• [Dataset entries]:

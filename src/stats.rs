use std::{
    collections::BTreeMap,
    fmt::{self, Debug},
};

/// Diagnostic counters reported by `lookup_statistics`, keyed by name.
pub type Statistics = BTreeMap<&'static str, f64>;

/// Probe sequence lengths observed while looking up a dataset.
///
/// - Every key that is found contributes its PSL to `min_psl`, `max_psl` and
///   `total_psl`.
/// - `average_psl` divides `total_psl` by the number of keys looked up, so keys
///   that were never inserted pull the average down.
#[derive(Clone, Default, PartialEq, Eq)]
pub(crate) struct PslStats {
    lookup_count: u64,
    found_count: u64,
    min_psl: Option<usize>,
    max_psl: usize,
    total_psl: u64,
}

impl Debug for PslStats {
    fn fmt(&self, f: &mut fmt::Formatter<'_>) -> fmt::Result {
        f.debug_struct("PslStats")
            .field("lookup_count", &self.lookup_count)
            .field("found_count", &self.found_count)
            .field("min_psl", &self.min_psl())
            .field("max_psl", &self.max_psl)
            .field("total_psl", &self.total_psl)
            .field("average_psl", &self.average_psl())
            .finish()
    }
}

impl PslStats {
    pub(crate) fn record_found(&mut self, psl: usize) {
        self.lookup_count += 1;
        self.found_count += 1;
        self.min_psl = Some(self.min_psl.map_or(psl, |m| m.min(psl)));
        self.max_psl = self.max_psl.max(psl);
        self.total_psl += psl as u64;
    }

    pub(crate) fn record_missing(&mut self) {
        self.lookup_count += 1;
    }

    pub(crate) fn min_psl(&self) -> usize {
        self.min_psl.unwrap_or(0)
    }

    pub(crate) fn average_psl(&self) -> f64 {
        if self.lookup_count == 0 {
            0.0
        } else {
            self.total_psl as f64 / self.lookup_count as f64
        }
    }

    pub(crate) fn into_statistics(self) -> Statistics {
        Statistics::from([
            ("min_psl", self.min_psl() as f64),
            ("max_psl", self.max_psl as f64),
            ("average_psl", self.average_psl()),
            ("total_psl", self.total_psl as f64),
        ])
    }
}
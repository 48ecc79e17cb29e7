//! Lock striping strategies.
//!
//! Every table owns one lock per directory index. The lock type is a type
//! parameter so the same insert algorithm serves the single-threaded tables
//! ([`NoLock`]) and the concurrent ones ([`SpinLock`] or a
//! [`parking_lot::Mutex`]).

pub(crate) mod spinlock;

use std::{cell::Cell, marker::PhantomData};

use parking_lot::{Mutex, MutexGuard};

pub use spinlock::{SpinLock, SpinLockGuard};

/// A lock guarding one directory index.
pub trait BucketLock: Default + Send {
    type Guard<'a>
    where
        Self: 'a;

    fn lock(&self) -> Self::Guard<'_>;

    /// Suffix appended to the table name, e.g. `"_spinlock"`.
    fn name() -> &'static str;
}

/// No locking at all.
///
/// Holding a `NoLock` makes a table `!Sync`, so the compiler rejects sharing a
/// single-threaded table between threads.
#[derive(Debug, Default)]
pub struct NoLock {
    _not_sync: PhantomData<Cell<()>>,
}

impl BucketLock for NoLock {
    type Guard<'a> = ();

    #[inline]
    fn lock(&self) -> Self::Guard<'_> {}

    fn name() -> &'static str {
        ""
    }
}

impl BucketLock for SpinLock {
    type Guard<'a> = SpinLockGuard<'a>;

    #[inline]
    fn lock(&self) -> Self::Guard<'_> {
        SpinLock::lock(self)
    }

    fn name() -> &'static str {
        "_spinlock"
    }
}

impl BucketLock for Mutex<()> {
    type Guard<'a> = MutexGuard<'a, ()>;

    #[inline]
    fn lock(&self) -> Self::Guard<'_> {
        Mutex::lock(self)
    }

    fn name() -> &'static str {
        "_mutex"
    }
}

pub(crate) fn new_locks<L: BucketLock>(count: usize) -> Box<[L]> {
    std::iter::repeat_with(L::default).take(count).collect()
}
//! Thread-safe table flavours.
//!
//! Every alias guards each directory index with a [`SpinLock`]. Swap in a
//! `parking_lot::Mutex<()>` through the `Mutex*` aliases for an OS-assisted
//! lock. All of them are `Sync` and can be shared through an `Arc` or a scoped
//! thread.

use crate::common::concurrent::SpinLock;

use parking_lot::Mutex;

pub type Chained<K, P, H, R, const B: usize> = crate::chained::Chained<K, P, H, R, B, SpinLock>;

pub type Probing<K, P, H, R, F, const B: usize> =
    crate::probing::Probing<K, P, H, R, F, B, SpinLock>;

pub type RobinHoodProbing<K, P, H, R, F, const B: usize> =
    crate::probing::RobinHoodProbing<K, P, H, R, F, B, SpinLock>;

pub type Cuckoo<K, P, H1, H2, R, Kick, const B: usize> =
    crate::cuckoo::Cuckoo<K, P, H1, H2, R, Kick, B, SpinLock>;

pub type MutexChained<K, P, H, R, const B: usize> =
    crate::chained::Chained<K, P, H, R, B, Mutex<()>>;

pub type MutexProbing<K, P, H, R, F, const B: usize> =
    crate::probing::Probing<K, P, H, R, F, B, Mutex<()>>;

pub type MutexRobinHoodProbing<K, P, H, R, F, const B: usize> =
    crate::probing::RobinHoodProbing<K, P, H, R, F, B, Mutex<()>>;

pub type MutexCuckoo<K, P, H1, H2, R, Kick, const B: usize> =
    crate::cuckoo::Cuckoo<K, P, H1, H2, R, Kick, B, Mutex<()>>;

• [What you need to do]:
What lines in the material above include "index"? Copy every one of them.

• [Answer section]:
//! Every table owns one lock per directory index. The lock type is a type
/// A lock guarding one directory index.
//! Every alias guards each directory index with a [`SpinLock`]. Swap in a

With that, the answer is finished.